When Brent called me last year and said he was putting together an event I said “sign us up” without even knowing what he was planning. I trust Brent and have confidence in his ability to pull together an interesting roster of speakers, participants, and most importantly, an audience to engage with.
Trust… let’s talk about that for a minute. The social technology industry has come up with an entire array of words that ultimately just convey the notion of trust between and institution and constituent, or person to person. These words include the ever popular “authentic” but also words like “transparent”, “open”, and “honest”. Whatever you name you give it, it is TRUST that we are talking about and the ultimate objective for companies using social technologies to engage the world around them should be using trust as a currency for influence.
The night before the event the speakers had a little dinner and over the course of the meal I learned a lot about the audience, the market, and my fellow speakers. After dinner and the next morning I put my deck together and assembled my thoughts into speaking points. I began my presentation by sharing this chain of events and then started with:
“Why did I tell you that at 11:00 last night and 6am this morning I put my deck together for you? Well it’s because I want you to trust me and know that what I am saying to you isn’t boilerplate, scripted, or slickly presented, because if nothing else I say makes an impression upon you let it be this, brands are lies, half truths and good intentions.”
Why are brands lies, half truths and good intentions? Keep in mind that I don’t subscribe to the notion that companies are inherently untrustworthy or that the people in a company, any company, are dishonest… I am part of a company, you probably are as well. The reason why brand statements are untrustworthy is that they reflect what a company, specifically those in the leadership of a company, want to believe about their organization, not what the customers of that institution reflect back to them as their values.
50 years of broadcast advertising has conditioned people to not believe what companies tell them is the truth, which is why Edelman’s trust barometer regularly ranks “people like me” as more trustworthy than any institution. As a society we have a generalized trust issue with institutions of all kinds and yes it should concern you as much as it does me because institutions of government, private enterprise, and everything in between form the backbone of society, and the demise of institutions has historically been a leading indicator for the demise of a society.
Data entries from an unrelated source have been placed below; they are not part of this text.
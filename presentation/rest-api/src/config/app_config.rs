use poem::middleware::Cors;

use super::catalog_config::CatalogConfig;
use super::cors_config;
use super::server_config::ServerConfig;

pub struct AppConfig {
    pub server: ServerConfig,
    pub cors: Cors,
    pub catalog: CatalogConfig,
}

impl AppConfig {
    pub fn from_env() -> Self {
        Self {
            server: ServerConfig::from_env(),
            cors: cors_config::init_cors(),
            catalog: CatalogConfig::from_env(),
        }
    }
}
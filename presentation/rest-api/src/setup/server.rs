use poem::{EndpointExt, Route, Server as PoemServer, listener::TcpListener, middleware::Tracing};
use poem_openapi::OpenApiService;

use crate::{config::app_config::AppConfig, setup::dependency_injection::DependencyContainer};

pub struct Server;

impl Server {
    pub async fn run(config: AppConfig, container: DependencyContainer) -> anyhow::Result<()> {
        let addr = config.server.bind_address();
        let api_service = OpenApiService::new(
            (container.health_api, container.product_api),
            "Catalog Backend API",
            "0.1.0",
        )
        .server(format!("http://{}", addr));
        let ui = api_service.swagger_ui();
        let spec = api_service.spec_endpoint();
        let app = Route::new()
            .nest("/", api_service)
            .nest("/docs", ui)
            .nest("/openapi.json", spec)
            .with(config.cors)
            .with(Tracing);
        tracing::info!("Server running at http://{}", addr);
        tracing::info!("Swagger UI at http://{}/docs", addr);
        tracing::info!("OpenAPI JSON at http://{}/openapi.json", addr);
        PoemServer::new(TcpListener::bind(&addr)).run(app).await?;
        Ok(())
    }
}
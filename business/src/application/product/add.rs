use std::sync::Arc;

use async_trait::async_trait;

use crate::domain::logger::Logger;
use crate::domain::product::model::{NewProductProps, Product};
use crate::domain::product::store::ProductStore;
use crate::domain::product::use_cases::add::{AddProductParams, AddProductUseCase};
use crate::domain::product::value_objects::parse_categories;

pub struct AddProductUseCaseImpl {
    pub store: Arc<dyn ProductStore>,
    pub logger: Arc<dyn Logger>,
}

#[async_trait]
impl AddProductUseCase for AddProductUseCaseImpl {
    async fn execute(&self, params: AddProductParams) -> String {
        let product = Product::new(NewProductProps {
            name: params.name.trim().to_string(),
            description: params.description.trim().to_string(),
            ean: params.ean.trim().to_string(),
            cost: params.cost,
            units_in_stock: params.units_in_stock,
            categories: parse_categories(&params.categories),
            brand: params.brand.trim().to_string(),
        });

        let display_name = product.full_display_name();
        let ean = product.ean.clone();

        self.logger
            .info(&format!("Adding product with EAN: {}", ean));

        if self.store.add(product).await {
            self.logger
                .info(&format!("Added new product: {} (EAN: {})", display_name, ean));
            format!(
                "Successfully added product: {} (EAN: {})",
                display_name, ean
            )
        } else {
            self.logger
                .warn(&format!("Product with EAN {} already exists", ean));
            format!("Product with EAN '{}' already exists.", ean)
        }
    }
}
I have been thinking a lot about the notion of brands lately, but what I have been focusing on is how the communications revolution we have been participating in, also known as social media technology, is thrusting forward a notion that companies and customers need a better way of talking to each other.
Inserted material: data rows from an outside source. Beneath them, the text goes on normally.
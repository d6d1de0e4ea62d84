use bigdecimal::ToPrimitive;
use poem_openapi::Object;

use business::domain::product::model::Product;

#[derive(Debug, Clone, Object)]
pub struct ProductDto {
    /// Product name
    pub name: String,
    /// Short description of the product
    pub description: String,
    /// EAN barcode; the catalog's unique identity key
    pub ean: String,
    /// Cost/price of the product
    pub cost: f64,
    /// Number of units currently in stock
    pub units_in_stock: u32,
    /// Product categories in insertion order
    pub categories: Vec<String>,
    /// Brand/manufacturer; may be empty
    pub brand: String,
    /// Brand-prefixed display name, computed
    pub full_display_name: String,
}

impl From<Product> for ProductDto {
    fn from(product: Product) -> Self {
        let full_display_name = product.full_display_name();
        Self {
            name: product.name,
            description: product.description,
            ean: product.ean,
            cost: product.cost.to_f64().unwrap_or_default(),
            units_in_stock: product.units_in_stock,
            categories: product.categories,
            brand: product.brand,
            full_display_name,
        }
    }
}

/// Container for a catalog snapshot or search result
#[derive(Debug, Clone, Object)]
pub struct ProductCollectionResponse {
    /// List of products
    pub products: Vec<ProductDto>,
}

impl From<Vec<Product>> for ProductCollectionResponse {
    fn from(products: Vec<Product>) -> Self {
        Self {
            products: products.into_iter().map(ProductDto::from).collect(),
        }
    }
}

#[derive(Debug, Clone, Object)]
pub struct AddProductRequest {
    /// Name of the product
    pub name: String,
    /// Short description of the product
    pub description: String,
    /// EAN barcode of the product
    pub ean: String,
    /// Cost/price of the product
    pub cost: f64,
    /// Number of units in stock
    pub units_in_stock: u32,
    /// Brand/manufacturer of the product
    #[oai(default)]
    pub brand: String,
    /// Comma-separated list of product categories
    #[oai(default)]
    pub categories: String,
}

#[derive(Debug, Clone, Object)]
pub struct UpdateProductRequest {
    /// New product name; blank leaves the stored name unchanged
    #[oai(skip_serializing_if_is_none)]
    pub name: Option<String>,
    /// New description; blank leaves the stored description unchanged
    #[oai(skip_serializing_if_is_none)]
    pub description: Option<String>,
    /// New cost/price; negative values leave the stored cost unchanged
    #[oai(skip_serializing_if_is_none)]
    pub cost: Option<f64>,
    /// New brand; blank leaves the stored brand unchanged
    #[oai(skip_serializing_if_is_none)]
    pub brand: Option<String>,
    /// New comma-separated category list; an empty string clears the
    /// categories, omitting the field leaves them untouched
    #[oai(skip_serializing_if_is_none)]
    pub categories: Option<String>,
}

#[derive(Debug, Clone, Object)]
pub struct UpdateStockRequest {
    /// New stock quantity; negative values are rejected
    pub quantity: i32,
}
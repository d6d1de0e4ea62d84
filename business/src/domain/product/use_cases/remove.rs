use async_trait::async_trait;

use crate::domain::product::errors::ProductError;

pub struct RemoveProductParams {
    pub ean: String,
}

#[async_trait]
pub trait RemoveProductUseCase: Send + Sync {
    async fn execute(&self, params: RemoveProductParams) -> Result<String, ProductError>;
}
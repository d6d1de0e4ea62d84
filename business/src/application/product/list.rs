use std::sync::Arc;

use async_trait::async_trait;

use crate::domain::logger::Logger;
use crate::domain::product::model::Product;
use crate::domain::product::store::ProductStore;
use crate::domain::product::use_cases::list::ListProductsUseCase;

pub struct ListProductsUseCaseImpl {
    pub store: Arc<dyn ProductStore>,
    pub logger: Arc<dyn Logger>,
}

#[async_trait]
impl ListProductsUseCase for ListProductsUseCaseImpl {
    async fn execute(&self) -> Vec<Product> {
        self.logger.info("Listing all products");
        let products = self.store.get_all().await;
        self.logger
            .info(&format!("Catalog holds {} products", products.len()));
        products
    }
}
use poem_openapi::Tags;

#[derive(Debug, Tags)]
pub enum ApiTags {
    Health,
    Products,
}
use std::sync::Arc;

use bigdecimal::{BigDecimal, FromPrimitive};
use poem_openapi::{
    OpenApi,
    param::{Path, Query},
    payload::{Json, PlainText},
};

use business::domain::product::use_cases::add::{AddProductParams, AddProductUseCase};
use business::domain::product::use_cases::list::ListProductsUseCase;
use business::domain::product::use_cases::low_stock::{
    GetLowStockProductsUseCase, LowStockParams,
};
use business::domain::product::use_cases::remove::{RemoveProductParams, RemoveProductUseCase};
use business::domain::product::use_cases::search::{SearchProductsParams, SearchProductsUseCase};
use business::domain::product::use_cases::update::{UpdateProductParams, UpdateProductUseCase};
use business::domain::product::use_cases::update_stock::{UpdateStockParams, UpdateStockUseCase};

use crate::api::product::error_mapper::{ErrorResponse, IntoErrorResponse};
use crate::api::product::dto::{
    AddProductRequest, ProductCollectionResponse, UpdateProductRequest, UpdateStockRequest,
};
use crate::api::tags::ApiTags;

pub struct ProductApi {
    list_use_case: Arc<dyn ListProductsUseCase>,
    add_use_case: Arc<dyn AddProductUseCase>,
    update_use_case: Arc<dyn UpdateProductUseCase>,
    update_stock_use_case: Arc<dyn UpdateStockUseCase>,
    remove_use_case: Arc<dyn RemoveProductUseCase>,
    search_use_case: Arc<dyn SearchProductsUseCase>,
    low_stock_use_case: Arc<dyn GetLowStockProductsUseCase>,
}

impl ProductApi {
    #[allow(clippy::too_many_arguments)]
    pub fn new(
        list_use_case: Arc<dyn ListProductsUseCase>,
        add_use_case: Arc<dyn AddProductUseCase>,
        update_use_case: Arc<dyn UpdateProductUseCase>,
        update_stock_use_case: Arc<dyn UpdateStockUseCase>,
        remove_use_case: Arc<dyn RemoveProductUseCase>,
        search_use_case: Arc<dyn SearchProductsUseCase>,
        low_stock_use_case: Arc<dyn GetLowStockProductsUseCase>,
    ) -> Self {
        Self {
            list_use_case,
            add_use_case,
            update_use_case,
            update_stock_use_case,
            remove_use_case,
            search_use_case,
            low_stock_use_case,
        }
    }
}

/// Product catalog API
///
/// Remote-callable catalog operations. Mutation endpoints answer with a
/// human-readable status string; "not found" and "already exists" are
/// normal 200 outcomes carried in that text, never error statuses.
#[OpenApi]
impl ProductApi {
    /// List the whole product catalog
    #[oai(path = "/products", method = "get", tag = "ApiTags::Products")]
    async fn list_products(&self) -> Json<ProductCollectionResponse> {
        let products = self.list_use_case.execute().await;
        Json(products.into())
    }

    /// Add a new product to the catalog
    ///
    /// Reports a conflict message when a product with the same EAN
    /// (case-insensitive) already exists.
    #[oai(path = "/products", method = "post", tag = "ApiTags::Products")]
    async fn add_product(&self, body: Json<AddProductRequest>) -> PlainText<String> {
        let message = self
            .add_use_case
            .execute(AddProductParams {
                name: body.0.name,
                description: body.0.description,
                ean: body.0.ean,
                cost: BigDecimal::from_f64(body.0.cost).unwrap_or_default(),
                units_in_stock: body.0.units_in_stock,
                brand: body.0.brand,
                categories: body.0.categories,
            })
            .await;
        PlainText(message)
    }

    /// Update an existing product by EAN
    ///
    /// Partial update: omitted fields are left unchanged; blank strings
    /// and negative costs are treated as "no change" rather than errors.
    #[oai(path = "/products/:ean", method = "put", tag = "ApiTags::Products")]
    async fn update_product(
        &self,
        ean: Path<String>,
        body: Json<UpdateProductRequest>,
    ) -> UpdateProductResponse {
        let params = UpdateProductParams {
            ean: ean.0,
            name: body.0.name,
            description: body.0.description,
            cost: body.0.cost.and_then(BigDecimal::from_f64),
            brand: body.0.brand,
            categories: body.0.categories,
        };

        match self.update_use_case.execute(params).await {
            Ok(message) => UpdateProductResponse::Ok(PlainText(message)),
            Err(err) => {
                let (_status, json) = err.into_error_response();
                UpdateProductResponse::BadRequest(json)
            }
        }
    }

    /// Overwrite the stock quantity for a product
    #[oai(
        path = "/products/:ean/stock",
        method = "put",
        tag = "ApiTags::Products"
    )]
    async fn update_stock(
        &self,
        ean: Path<String>,
        body: Json<UpdateStockRequest>,
    ) -> UpdateStockResponse {
        let params = UpdateStockParams {
            ean: ean.0,
            new_quantity: body.0.quantity,
        };

        match self.update_stock_use_case.execute(params).await {
            Ok(message) => UpdateStockResponse::Ok(PlainText(message)),
            Err(err) => {
                let (_status, json) = err.into_error_response();
                UpdateStockResponse::BadRequest(json)
            }
        }
    }

    /// Remove a product by EAN
    #[oai(path = "/products/:ean", method = "delete", tag = "ApiTags::Products")]
    async fn remove_product(&self, ean: Path<String>) -> RemoveProductResponse {
        match self
            .remove_use_case
            .execute(RemoveProductParams { ean: ean.0 })
            .await
        {
            Ok(message) => RemoveProductResponse::Ok(PlainText(message)),
            Err(err) => {
                let (_status, json) = err.into_error_response();
                RemoveProductResponse::BadRequest(json)
            }
        }
    }

    /// Search products by name, description, EAN, brand, or category
    ///
    /// A blank or omitted term returns the whole catalog.
    #[oai(path = "/products/search", method = "get", tag = "ApiTags::Products")]
    async fn search_products(&self, term: Query<Option<String>>) -> Json<ProductCollectionResponse> {
        let products = self
            .search_use_case
            .execute(SearchProductsParams {
                term: term.0.unwrap_or_default(),
            })
            .await;
        Json(products.into())
    }

    /// List products with stock at or below a threshold
    ///
    /// The threshold is inclusive and defaults to 10.
    #[oai(
        path = "/products/low-stock",
        method = "get",
        tag = "ApiTags::Products"
    )]
    async fn low_stock_products(
        &self,
        threshold: Query<Option<u32>>,
    ) -> Json<ProductCollectionResponse> {
        let params = match threshold.0 {
            Some(threshold) => LowStockParams { threshold },
            None => LowStockParams::default(),
        };
        let products = self.low_stock_use_case.execute(params).await;
        Json(products.into())
    }
}

#[derive(poem_openapi::ApiResponse)]
pub enum UpdateProductResponse {
    #[oai(status = 200)]
    Ok(PlainText<String>),
    #[oai(status = 400)]
    BadRequest(Json<ErrorResponse>),
}

#[derive(poem_openapi::ApiResponse)]
pub enum UpdateStockResponse {
    #[oai(status = 200)]
    Ok(PlainText<String>),
    #[oai(status = 400)]
    BadRequest(Json<ErrorResponse>),
}

#[derive(poem_openapi::ApiResponse)]
pub enum RemoveProductResponse {
    #[oai(status = 200)]
    Ok(PlainText<String>),
    #[oai(status = 400)]
    BadRequest(Json<ErrorResponse>),
}
use std::sync::Arc;

use async_trait::async_trait;

use crate::domain::logger::Logger;
use crate::domain::product::model::Product;
use crate::domain::product::store::ProductStore;
use crate::domain::product::use_cases::low_stock::{GetLowStockProductsUseCase, LowStockParams};

pub struct GetLowStockProductsUseCaseImpl {
    pub store: Arc<dyn ProductStore>,
    pub logger: Arc<dyn Logger>,
}

#[async_trait]
impl GetLowStockProductsUseCase for GetLowStockProductsUseCaseImpl {
    async fn execute(&self, params: LowStockParams) -> Vec<Product> {
        self.logger.info(&format!(
            "Listing products with stock at or below {}",
            params.threshold
        ));

        // Threshold is inclusive; catalog order is kept, no sorting by
        // scarcity.
        let low_stock: Vec<Product> = self
            .store
            .get_all()
            .await
            .into_iter()
            .filter(|product| product.units_in_stock <= params.threshold)
            .collect();

        self.logger
            .info(&format!("Found {} low-stock products", low_stock.len()));
        low_stock
    }
}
Let’s not call them consumers… please, they are people and people have an inherent desire to be treated as individuals. The construct of consumer is something that companies created to group customers together because they lacked the ability to address each customer individually. Today we can reach customers as individual people so why do we need things like focus groups, demographics, and behavioral segmentation?
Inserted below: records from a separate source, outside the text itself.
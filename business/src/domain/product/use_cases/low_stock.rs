use async_trait::async_trait;

use crate::domain::product::model::Product;

pub struct LowStockParams {
    /// Inclusive stock threshold.
    pub threshold: u32,
}

impl Default for LowStockParams {
    fn default() -> Self {
        Self { threshold: 10 }
    }
}

#[async_trait]
pub trait GetLowStockProductsUseCase: Send + Sync {
    async fn execute(&self, params: LowStockParams) -> Vec<Product>;
}
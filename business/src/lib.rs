pub mod application {
    pub mod product {
        pub mod add;
        pub mod list;
        pub mod low_stock;
        pub mod remove;
        pub mod search;
        pub mod update;
        pub mod update_stock;
    }
}

pub mod domain {
    pub mod logger;
    pub mod product {
        pub mod errors;
        pub mod model;
        pub mod patch;
        pub mod store;
        pub mod value_objects;
        pub mod use_cases {
            pub mod add;
            pub mod list;
            pub mod low_stock;
            pub mod remove;
            pub mod search;
            pub mod update;
            pub mod update_stock;
        }
    }
}
pub mod product {
    pub mod record;
    pub mod store;
}
pub mod seed;
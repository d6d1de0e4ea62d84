use async_trait::async_trait;

use crate::domain::product::errors::ProductError;

pub struct UpdateStockParams {
    pub ean: String,
    pub new_quantity: i32,
}

/// Overwrites a product's stock level. A negative quantity is rejected
/// locally with a user-facing message before the store is touched.
#[async_trait]
pub trait UpdateStockUseCase: Send + Sync {
    async fn execute(&self, params: UpdateStockParams) -> Result<String, ProductError>;
}
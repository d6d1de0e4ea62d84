use business::domain::logger::Logger;
use tracing::{debug, error, info, warn};

/// Routes the domain's logging port onto the `tracing` macros.
pub struct TracingLogger;

impl Logger for TracingLogger {
    fn info(&self, message: &str) {
        info!(target: "Catalog -- ", "{}", message);
    }
    fn warn(&self, message: &str) {
        warn!(target: "Catalog -- ", "{}", message);
    }
    fn error(&self, message: &str) {
        error!(target: "Catalog -- ", "{}", message);
    }
    fn debug(&self, message: &str) {
        debug!(target: "Catalog -- ", "{}", message);
    }
}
Well they do serve a valuable purpose, which is to roll up things which are best addressed in the aggregate, like product definitions and advertising strategy but when it comes to customer service and a collection of marketing functions we need to drill down to the individual level and treat customers as individual people.
Another aspect of this that I find particularly fascinating is that customer are behaving in a very different way that in generations past, not only do they have needs that have to be met with products and services but they also want companies to intersect them on the basis of values. In generations past we cared a lot about what the brand symbolized, the fashion appeal of it, but today we care about the values of the people that make up the company. Wow.
Couple this with another observation I have, which is that brand loyalty is easy to achieve but hard to hold… a direct inverse of what was the case even just a few years ago when brand loyalty was hard to achieve but very durable once acquired. We quickly embrace companies and products with a profound advocacy but one slip and a company quickly gets black listed. From heros to zeros in no time flat…. just ask the Komen Foundation.
So what does all this have to do with the idea that brands are lies? Well it all came together for me with something that Dion Hinchcliffe passed around on Twitter yesterday titled “Culture Eats Strategy for Lunch“. You should read this in it’s entirety but let me quote this one passage for you.
(…in successful companies) Employees are actively and passionately engaged in the business, operating from a sense of confidence and empowerment rather than navigating their days through miserably extensive procedures and mind-numbing bureaucracy.
Just as we need to recalibrate our thinking about customers as people rather than consumers, we need to appreciate that in successful businesses today, and tomorrow’s leaders, the organization exists as a unified body of individuals acting with single minded purpose and empowered with the ability to carry forward on the basis of what is right and wrong for the organization. Wow.